Cass. com., 12 juill. 2016, no 15-17321, FS–PB

En 2003, le législateur a fait aux entrepreneurs individuels la promesse de l’insaisissabilité de leur résidence principale1. Depuis lors, le dispositif s’est élargi. À l’origine, l’entrepreneur pouvait effectuer une déclaration devant notaire pour rendre son immeuble à usage d’habitation principale insaisissable à l’encontre de tous ses créanciers professionnels dont les droits naîtraient à compter de la publication de ladite déclaration2. Avec la loi de modernisation de l’économie de 20083, pareille faculté lui a été reconnue pour tout immeuble non affecté à un usage professionnel. Et enfin, depuis le 6 août 20154 l’insaisissabilité de la résidence principale de l’entrepreneur est devenue automatique. Elle est opposable à tous les créanciers dont les droits sont nés postérieurement à la publication de la loi, à l’occasion de l’activité professionnelle de l’entrepreneur5. Malheureusement, malgré ces retouches successives le législateur n’a pas pris la peine de préciser le régime de l’insaisissabilité lorsque l’entrepreneur, en difficulté, fait l’objet d’une procédure collective, plus spécialement, d’une liquidation judiciaire et que sont en présence les créanciers auxquels l’insaisissabilité est opposable et les autres, principalement les créanciers domestiques, auxquels elle ne l’est pas. Certes, l’ordonnance du 12 mars 2014 réformant le droit des entreprises en difficulté, a ajouté la déclaration notariée d’insaisissabilité au nombre des actes susceptibles d’être frappés de nullité lorsque réalisés pendant la période suspecte6, mais cela ne suffit pas à combler les importantes lacunes du dispositif. Pour pallier l’insécurité juridique en résultant tant pour les créanciers que l’entrepreneur lui-même, la jurisprudence a dû préciser l’efficacité de l’insaisissabilité dans le cadre d’une procédure collective.

Chacun se souvient de l’arrêt de la Cour de cassation du 28 juin 20117. Pour la première fois, l’efficacité de l’insaisissabilité était affirmée à l’encontre des organes de la procédure collective. Cette solution est désormais constante8. Néanmoins, la situation des créanciers du débiteur est loin d’être aussi tranchée.
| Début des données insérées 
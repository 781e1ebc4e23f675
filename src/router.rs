//! The top-level routing facade.
//!
//! [`Router`] wraps a [`Dispatcher`] behind the two entry points an
//! application embeds: [`Router::handle_http_route`] for HTTP traffic and
//! [`Router::handle_cli_route`] for command-line invocations. Both entry
//! points are total: every failure inside the dispatch core is converted
//! into a response here, so embedding code never sees a `Result`.

use serde_json::Value;
use tracing::error;

use crate::config::{build_dispatcher, FactorySet, RouterConfig};
use crate::dispatcher::{DispatchResult, Dispatcher};
use crate::errors::RouteError;
use crate::request::{method_from_verb, HttpRequest, RawRequest};
use crate::response::RouteOutcome;

/// Body returned by [`Router::handle_cli_route`] when no handler claims the
/// invocation.
const NO_CLI_HANDLER_MESSAGE: &str = "No CLI handler registered.\n";

/// The embedding-facing router: configured once, then fed raw requests.
pub struct Router {
    dispatcher: Dispatcher,
}

impl std::fmt::Debug for Router {
    fn fmt(&self, f: &mut std::fmt::Formatter<'_>) -> std::fmt::Result {
        f.write_str("Router")
    }
}

impl Router {
    /// Wrap an already-assembled dispatcher.
    #[must_use]
    pub fn new(dispatcher: Dispatcher) -> Self {
        Self { dispatcher }
    }

    /// Assemble a router from a parsed configuration document and the
    /// factory set resolving its class names.
    pub fn from_config(config: &RouterConfig, factories: &FactorySet) -> Result<Self, RouteError> {
        Ok(Self::new(build_dispatcher(config, factories)?))
    }

    /// Mutable access to the underlying dispatcher, for programmatic
    /// handler registration.
    pub fn dispatcher_mut(&mut self) -> &mut Dispatcher {
        &mut self.dispatcher
    }

    /// Route one HTTP request and produce the response to send.
    ///
    /// Failure shaping, mirrored by the status code:
    ///
    /// - an unparseable verb short-circuits to 400 before dispatch
    /// - no handler claiming the request yields an empty 404
    /// - any dispatch failure becomes a body carrying the error's display
    ///   text, with the error's own status code (500 unless a plugin
    ///   rejection supplied one)
    pub fn handle_http_route(
        &mut self,
        uri: &str,
        verb: &str,
        body: Option<Value>,
    ) -> RouteOutcome {
        let method = match method_from_verb(verb) {
            Ok(method) => method,
            Err(_) => return RouteOutcome::empty(400),
        };
        let request = RawRequest::http(HttpRequest::from_uri(method, uri, body));
        match self.dispatcher.dispatch(&request) {
            Ok(DispatchResult::Handled(outcome)) => outcome,
            Ok(DispatchResult::NoHandler) => RouteOutcome::empty(404),
            Err(err) => {
                error!(uri = %uri, error = %err, "HTTP route failed");
                RouteOutcome {
                    status: err.status(),
                    body: err.to_string(),
                }
            }
        }
    }

    /// Route one CLI invocation and produce the text to print.
    ///
    /// A handled invocation returns the encoded body verbatim. An
    /// unclaimed invocation (no `--task`, or an unregistered task) gets a
    /// fixed notice; failures get the error's display text. Only the
    /// notice and failure outputs carry a trailing newline.
    pub fn handle_cli_route(&mut self, argv: &[String]) -> String {
        let request = RawRequest::Cli(crate::request::CliInvocation {
            argv: argv.to_vec(),
        });
        match self.dispatcher.dispatch(&request) {
            Ok(DispatchResult::Handled(outcome)) => outcome.body,
            Ok(DispatchResult::NoHandler) => NO_CLI_HANDLER_MESSAGE.to_string(),
            Err(err) => {
                error!(error = %err, "CLI route failed");
                format!("{}\n", err)
            }
        }
    }
}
Ceux à l’égard desquels l’insaisissabilité est opposable n’ont effectivement aucun droit sur la résidence principale de l’entrepreneur. Quant aux créanciers auxquels l’insaisissabilité est inopposable, c’est-à-dire tous les créanciers domestiques et les créanciers professionnels dont les droits sont nés avant que l’immeuble soit insaisissable9, l’assiette de leur gage comprend l’immeuble de leur débiteur, certes, mais logiquement, lorsque celui-ci est en procédure collective, les créanciers sont tous soumis à la discipline de la procédure et au principe d’interdiction des poursuites individuelles. Comment admettre alors qu’un créancier auquel l’insaisissabilité de l’immeuble est inopposable puisse poursuivre le débiteur ? En fait, un arrêt du 13 mars 201210, non publié avait affirmé qu’un immeuble objet d’une déclaration d’insaisissabilité n’entre pas dans le périmètre de la procédure collective. Dès lors, on pouvait en déduire que les créanciers non concernés par l’insaisissabilité peuvent exercer leur droit de poursuite sur l’immeuble dans les conditions de droit commun sans se heurter à l’arrêt des poursuites individuelles de l’article L. 622-21 du Code de commerce11. L’arrêt du 12 juillet 2016, promis au Bulletin, objet du présent commentaire, consacre pleinement cette solution (I). Il en tire également les conséquences sur le plan de la prescription des droits du créancier (II).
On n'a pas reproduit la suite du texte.